Re: [arch-general] A universal Operating System API - why don't we have it?

2009-12-22 Thread Arvid Picciani

On 12/21/2009 01:31 PM, Frédéric Perrin wrote:

Le lundi 21 à 18:57, Laurie Clark-Michalek a écrit :

And on the anal sex point... actually, I think it'd be better for the
convocation as a whole if we dropped that analogy.

 
 Is that what they call a
 Freudian slip?




I laughed.

--
Arvid
Asgaard Technologies


Re: [arch-general] A universal Operating System API - why don't we have it?

2009-12-21 Thread Emmanuel Gras
2009/12/20 Laurie Clark-Michalek bluepepp...@archlinux.us

  You cannot write an
  application for windows and expect it to work on Linux.

 Java? The success of the language is based around the fact that almost
 every computer has the runtime installed, regardless of operating
 system. Does that not count as a global API?

 Laurie


I can't resist to quote awarenetwork (http://www.awarenetwork.org/usr/?q=11
):

saying java is good because it runs on all platforms is like saying anal
sex is great because it works on all genders

:-)

Manu


Re: [arch-general] A universal Operating System API - why don't we have it?

2009-12-21 Thread Angel Velásquez
On Sun, Dec 20, 2009 at 7:52 AM, Laurie Clark-Michalek
bluepepp...@archlinux.us wrote:
 You cannot write an
 application for windows and expect it to work on Linux.

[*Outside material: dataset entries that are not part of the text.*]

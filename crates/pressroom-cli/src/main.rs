use std::path::PathBuf;

use anyhow::Result;
use clap::{CommandFactory, Parser, Subcommand};
use tracing_subscriber::EnvFilter;

mod commands;
use crate::commands::export::OrmArg;
use commands::{cmd_check, cmd_export, cmd_init, cmd_new, cmd_schema, cmd_sql};
use pressroom_config::{FileFormat, SqlBackend};

/// Environment variable holding the log filter (`tracing` directives).
const LOG_ENV: &str = "PRESSROOM_LOG";

/// pressroom command-line interface.
#[derive(Parser, Debug)]
#[command(name = "pressroom", author, version, about)]
struct Cli {
    #[command(subcommand)]
    command: Option<Commands>,
}

#[derive(Subcommand, Debug)]
enum Commands {
    /// Initialize pressroom.json with defaults.
    Init,
    /// Create a new model file from template.
    New {
        /// Model name (table name).
        name: String,
        /// Output format: json|yaml|yml (default: config modelFormat or json).
        #[arg(short = 'f', long = "format", value_enum)]
        format: Option<FileFormat>,
    },
    /// Load and validate all models, then print a summary per table.
    Check,
    /// Show the CREATE statements for all models.
    Sql {
        /// Database backend for SQL generation (default: config backend).
        #[arg(short = 'b', long = "backend", value_enum)]
        backend: Option<SqlBackend>,
    },
    /// Export models into ORM-specific code.
    Export {
        /// Target ORM for export.
        #[arg(short = 'o', long = "orm", value_enum, default_value = "seaorm")]
        orm: OrmArg,
        /// Output directory (defaults to config modelExportDir).
        #[arg(short = 'd', long = "export-dir")]
        export_dir: Option<PathBuf>,
    },
    /// Write JSON Schemas for model files and pressroom.json.
    Schema {
        /// Output directory for schema files.
        #[arg(short = 'o', long = "out", default_value = "schemas")]
        out: PathBuf,
    },
}

fn init_tracing() -> Result<()> {
    let filter = EnvFilter::try_from_env(LOG_ENV).unwrap_or_else(|_| EnvFilter::new("warn"));
    tracing_subscriber::fmt()
        .with_env_filter(filter)
        .with_writer(std::io::stderr)
        .try_init()
        .map_err(|error| anyhow::anyhow!("failed to initialize tracing subscriber: {error}"))
}

#[cfg(not(tarpaulin_include))]
#[tokio::main]
async fn main() -> Result<()> {
    init_tracing()?;
    let cli = Cli::parse();
    match cli.command {
        Some(Commands::Init) => cmd_init(),
        Some(Commands::New { name, format }) => cmd_new(name, format),
        Some(Commands::Check) => cmd_check(),
        Some(Commands::Sql { backend }) => cmd_sql(backend),
        Some(Commands::Export { orm, export_dir }) => cmd_export(orm, export_dir).await,
        Some(Commands::Schema { out }) => cmd_schema(out),
        None => {
            Cli::command().print_help()?;
            println!();
            Ok(())
        }
    }
}
use serde::{Deserialize, Serialize};

use crate::schema::{
    names::{ColumnName, TableName},
    reference::ReferenceAction,
};

#[derive(Debug, Clone, PartialEq, Eq, Serialize, Deserialize)]
#[cfg_attr(feature = "schema", derive(schemars::JsonSchema))]
#[serde(rename_all = "snake_case", tag = "type")]
pub enum TableConstraint {
    PrimaryKey {
        #[serde(default)]
        auto_increment: bool,
        columns: Vec<ColumnName>,
    },
    Unique {
        #[serde(default, skip_serializing_if = "Option::is_none")]
        name: Option<String>,
        columns: Vec<ColumnName>,
    },
    ForeignKey {
        #[serde(default, skip_serializing_if = "Option::is_none")]
        name: Option<String>,
        columns: Vec<ColumnName>,
        ref_table: TableName,
        ref_columns: Vec<ColumnName>,
        #[serde(default, skip_serializing_if = "Option::is_none")]
        on_delete: Option<ReferenceAction>,
        #[serde(default, skip_serializing_if = "Option::is_none")]
        on_update: Option<ReferenceAction>,
    },
    Check {
        name: String,
        expr: String,
    },
    Index {
        #[serde(default, skip_serializing_if = "Option::is_none")]
        name: Option<String>,
        columns: Vec<ColumnName>,
    },
}

impl TableConstraint {
    /// Columns the constraint covers on its own table. Empty for `check`.
    pub fn columns(&self) -> &[ColumnName] {
        match self {
            TableConstraint::PrimaryKey { columns, .. }
            | TableConstraint::Unique { columns, .. }
            | TableConstraint::ForeignKey { columns, .. }
            | TableConstraint::Index { columns, .. } => columns,
            TableConstraint::Check { .. } => &[],
        }
    }

    pub fn kind(&self) -> &'static str {
        match self {
            TableConstraint::PrimaryKey { .. } => "primary_key",
            TableConstraint::Unique { .. } => "unique",
            TableConstraint::ForeignKey { .. } => "foreign_key",
            TableConstraint::Check { .. } => "check",
            TableConstraint::Index { .. } => "index",
        }
    }
}
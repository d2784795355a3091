use pressroom_core::TableValidationError;
use thiserror::Error;

#[derive(Debug, Error)]
pub enum ExportError {
    #[error(transparent)]
    Table(#[from] TableValidationError),
    #[error("table `{table}` has no columns")]
    EmptyTable { table: String },
    #[error("table `{table}` references unknown table `{ref_table}`")]
    UnknownReferencedTable { table: String, ref_table: String },
}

 Java? The success of the language is based around the fact that almost
 every computer has the runtime installed, regardless of operating
 system. Does that not count as a global API?

 Laurie


Say whaaat? Java? Girl, don't take it bad, but .. NO, or you want a
bloated and crappy OS?.

-- 
Angel Velásquez
angvp @ irc.freenode.net
Arch Linux Trusted User
Linux Counter: #359909
http://www.angvp.com


Re: [arch-general] A universal Operating System API - why don't we have it?

2009-12-21 Thread Ryan Sims
On Fri, Dec 18, 2009 at 4:24 AM, RedShift redsh...@pandora.be wrote:
 Hi all


 It dawned on my that lots of industries have standards and companies
 generally keep to them. For example slabs of aluminium have standard sizes,
 building materials have well defined specifications, or take electrical
 components: there's a huge list of standardized components. You can expect
 between 220 and 240 VAC from your wall socket, fuses have standard formats
 and ratings, 1 meter here is exactly the same as 1 meter in another country,
 etc... Even CD's, which have been around for decades by now, have always
 been created using the same format (albeit extended somewhat, over time, but
 a normal CD pressed now should still play in a CD player that's 20 years
 old).

 It allows for a very competitive market where choices are made based on
 price, quality, availability, etc...

I look at it this way: an OS is a *tool,* whereas electricity, CDs and
such are commodities, and need to be fungible. Tools are *not*
fungible; the way you interface with a tool is very tightly coupled
with the purpose of that tool, which is why you should never use a
hammer to pull a screw. The abstractions OSs (and also programming
languages) present represent what they're designed to do, so making a
one-size-fits-all tool is worse than useless. The desktop wars and
such arguments all commit the fallacy that OSs are a pretty shell over
computer hardware, whereas they are (or should be) tools targeted at
(more or less) specific solutions.

-- 
Ryan W Sims


Re: [arch-general] A universal Operating System API - why don't we have it?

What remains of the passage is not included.